## Provided entries
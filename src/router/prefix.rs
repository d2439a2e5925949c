//! Protocolo de correlación del canal de moderación: `"<id>:<resto>"`.
use modflow_core::CorrelationId;
use once_cell::sync::Lazy;
use regex::Regex;

use crate::errors::RoutingError;

static PREFIX_RE: Lazy<Regex> = Lazy::new(|| Regex::new(r"^(\d+):").expect("static prefix regex"));

/// Separa el ID de correlación del resto del mensaje.
///
/// El resto se entrega sin espacios alrededor; puede quedar vacío.
pub fn parse_correlation_prefix(content: &str) -> Result<(CorrelationId, &str), RoutingError> {
    let caps = PREFIX_RE.captures(content).ok_or(RoutingError::MalformedPrefix)?;
    let whole = caps.get(0).ok_or(RoutingError::MalformedPrefix)?;
    let digits = caps.get(1).ok_or(RoutingError::MalformedPrefix)?;
    // Más dígitos de los que entran en u64 no pueden ser un ID emitido.
    let id = digits.as_str().parse::<u64>().map_err(|_| RoutingError::MalformedPrefix)?;
    Ok((CorrelationId(id), content[whole.end()..].trim()))
}
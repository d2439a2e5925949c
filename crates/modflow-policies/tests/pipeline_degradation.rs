use std::sync::Arc;
use std::time::Duration;

use async_trait::async_trait;
use modflow_policies::{DisabledService, EvaluationConfig, EvaluationPipeline, PipelineStep, PropagandaClassifier, PropagandaVerdict,
                       ServiceError, ToxicityScorer, Translator};

struct UpperTranslator;

#[async_trait]
impl Translator for UpperTranslator {
    async fn translate(&self, text: &str, _target: &str) -> Result<String, ServiceError> {
        Ok(format!("TRANSLATED {text}"))
    }
}

struct SlowTranslator;

#[async_trait]
impl Translator for SlowTranslator {
    async fn translate(&self, text: &str, _target: &str) -> Result<String, ServiceError> {
        tokio::time::sleep(Duration::from_secs(5)).await;
        Ok(text.to_string())
    }
}

struct FixedScores {
    toxicity: f64,
    likely: bool,
}

#[async_trait]
impl PropagandaClassifier for FixedScores {
    async fn classify(&self, _text: &str) -> Result<PropagandaVerdict, ServiceError> {
        Ok(PropagandaVerdict { likely: self.likely,
                               labels: vec!["flag waving".into()] })
    }
}

#[async_trait]
impl ToxicityScorer for FixedScores {
    async fn score(&self, _text: &str) -> Result<f64, ServiceError> {
        Ok(self.toxicity)
    }
}

fn config() -> EvaluationConfig {
    EvaluationConfig { service_timeout: Duration::from_millis(50),
                       ..EvaluationConfig::default() }
}

#[tokio::test]
async fn full_pipeline_normalizes_translates_and_scores() {
    let scores = Arc::new(FixedScores { toxicity: 0.5, likely: true });
    let pipeline = EvaluationPipeline::new(Arc::new(UpperTranslator), scores.clone(), scores, config());

    let eval = pipeline.evaluate("Ça va").await;
    assert_eq!(eval.original, "Ça va");
    assert_eq!(eval.normalized, "translated ca va");
    assert!(eval.translated);
    assert!(eval.is_likely_propaganda());
    assert_eq!(eval.propaganda_labels(), ["flag waving".to_string()]);
    assert!(eval.is_toxic(pipeline.toxicity_threshold()), "0.5 is flagged (inclusive)");
    assert!(!eval.is_degraded());
}

#[tokio::test]
async fn translation_timeout_falls_back_to_transliterated_text() {
    let scores = Arc::new(FixedScores { toxicity: 0.2, likely: false });
    let pipeline = EvaluationPipeline::new(Arc::new(SlowTranslator), scores.clone(), scores, config());

    let eval = pipeline.evaluate("Ünïcödé TEXT").await;
    assert_eq!(eval.normalized, "unicode text");
    assert!(!eval.translated);
    assert_eq!(eval.degraded.len(), 1);
    assert_eq!(eval.degraded[0].step, PipelineStep::Translation);
    assert!(matches!(eval.degraded[0].error, ServiceError::Timeout(_)));
    assert_eq!(eval.toxicity, Some(0.2));
    assert!(!eval.is_toxic(0.5));
}

#[tokio::test]
async fn disabled_services_omit_scores_without_failing() {
    let disabled = Arc::new(DisabledService::new("none"));
    let pipeline = EvaluationPipeline::new(disabled.clone(), disabled.clone(), disabled, config());

    let eval = pipeline.evaluate("hello").await;
    assert_eq!(eval.normalized, "hello");
    assert!(eval.propaganda.is_none());
    assert!(eval.toxicity.is_none());
    let steps: Vec<PipelineStep> = eval.degraded.iter().map(|d| d.step).collect();
    assert_eq!(steps, vec![PipelineStep::Translation, PipelineStep::Propaganda, PipelineStep::Toxicity]);
}

#[tokio::test]
async fn out_of_range_score_is_treated_as_degradation() {
    let scores = Arc::new(FixedScores { toxicity: 1.7, likely: false });
    let pipeline = EvaluationPipeline::new(Arc::new(UpperTranslator), scores.clone(), scores, config());

    let eval = pipeline.evaluate("hi").await;
    assert!(eval.toxicity.is_none());
    assert!(matches!(eval.degraded[0].error, ServiceError::InvalidResponse(_)));
}
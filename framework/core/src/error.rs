/// Errors in the definition of an experiment.
///
/// Any of these aborts the run before a single scenario is executed.
#[derive(Debug, thiserror::Error)]
pub enum ConfigError {
    #[error("parameter '{name}' has no candidate values")]
    EmptyParameter { name: String },
    #[error("parameter '{name}' is defined more than once")]
    DuplicateParameter { name: String },
    #[error("invalid parameter name '{name}': {reason}")]
    InvalidParameterName { name: String, reason: &'static str },
    #[error("invalid range for parameter '{name}': {reason}")]
    InvalidRange { name: String, reason: String },
    #[error("unsupported value for parameter '{name}': {kind}")]
    UnsupportedValue { name: String, kind: String },
    #[error("the experiment defines no scenarios")]
    NoScenarios,
    #[error("the experiment defines too many scenarios to enumerate")]
    TooManyScenarios,
    #[error("invalid timing pattern: {0}")]
    TimingPattern(String),
    #[error("invalid harness setting '{setting}': {reason}")]
    InvalidSetting {
        setting: &'static str,
        reason: String,
    },
}
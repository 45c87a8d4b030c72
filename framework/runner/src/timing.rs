use std::fmt::{Display, Formatter};

use regex::Regex;
use sweep_core::prelude::ConfigError;

/// The timing report printed by the enhancement tool when it is run with `-t`.
///
/// The first capture group is the recorded value.
pub const DEFAULT_TIMING_PATTERN: &str = r"Enhancement time:\s*([0-9]+(?:\.[0-9]+)?)\s*s";

/// The timing of one scenario, as reported by the tool.
#[derive(Debug, Clone, PartialEq, Eq)]
pub enum Timing {
    /// Seconds, exactly as printed by the tool.
    Seconds(String),
    /// The tool output did not contain a timing report.
    NotAvailable,
}

impl Display for Timing {
    fn fmt(&self, f: &mut Formatter<'_>) -> std::fmt::Result {
        match self {
            Timing::Seconds(s) => write!(f, "{s} s"),
            Timing::NotAvailable => f.write_str("N/A"),
        }
    }
}

/// Finds the timing report in the standard output of the tool.
#[derive(Debug, Clone)]
pub struct TimingExtractor {
    pattern: Regex,
}

impl TimingExtractor {
    /// Compile a timing pattern. The pattern must have at least one capture group.
    pub fn new(pattern: &str) -> Result<Self, ConfigError> {
        let pattern =
            Regex::new(pattern).map_err(|e| ConfigError::TimingPattern(e.to_string()))?;
        if pattern.captures_len() < 2 {
            return Err(ConfigError::TimingPattern(format!(
                "'{pattern}' has no capture group for the timing value"
            )));
        }

        Ok(Self { pattern })
    }

    /// Extract the first timing report from `stdout`.
    ///
    /// A missing report is not an error, it is recorded as [Timing::NotAvailable].
    pub fn extract(&self, stdout: &str) -> Timing {
        self.pattern
            .captures(stdout)
            .and_then(|captures| captures.get(1))
            .map(|m| Timing::Seconds(m.as_str().to_string()))
            .unwrap_or(Timing::NotAvailable)
    }
}

impl Default for TimingExtractor {
    fn default() -> Self {
        Self::new(DEFAULT_TIMING_PATTERN).expect("built-in timing pattern must compile")
    }
}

## Brief
In the answer, give the lines from the first line of the data through the line with "let digits = caps.get(1).ok_or(RoutingError::MalformedPrefix)?;", exactly as they appear and with no additions.

## Exercise solution
filename src/router/prefix.rs
repository d2439a2e5925949c
//! Protocolo de correlación del canal de moderación: `"<id>:<resto>"`.
use modflow_core::CorrelationId;
use once_cell::sync::Lazy;
use regex::Regex;

use crate::errors::RoutingError;

static PREFIX_RE: Lazy<Regex> = Lazy::new(|| Regex::new(r"^(\d+):").expect("static prefix regex"));

/// Separa el ID de correlación del resto del mensaje.
///
/// El resto se entrega sin espacios alrededor; puede quedar vacío.
pub fn parse_correlation_prefix(content: &str) -> Result<(CorrelationId, &str), RoutingError> {
    let caps = PREFIX_RE.captures(content).ok_or(RoutingError::MalformedPrefix)?;
    let whole = caps.get(0).ok_or(RoutingError::MalformedPrefix)?;
    let digits = caps.get(1).ok_or(RoutingError::MalformedPrefix)?;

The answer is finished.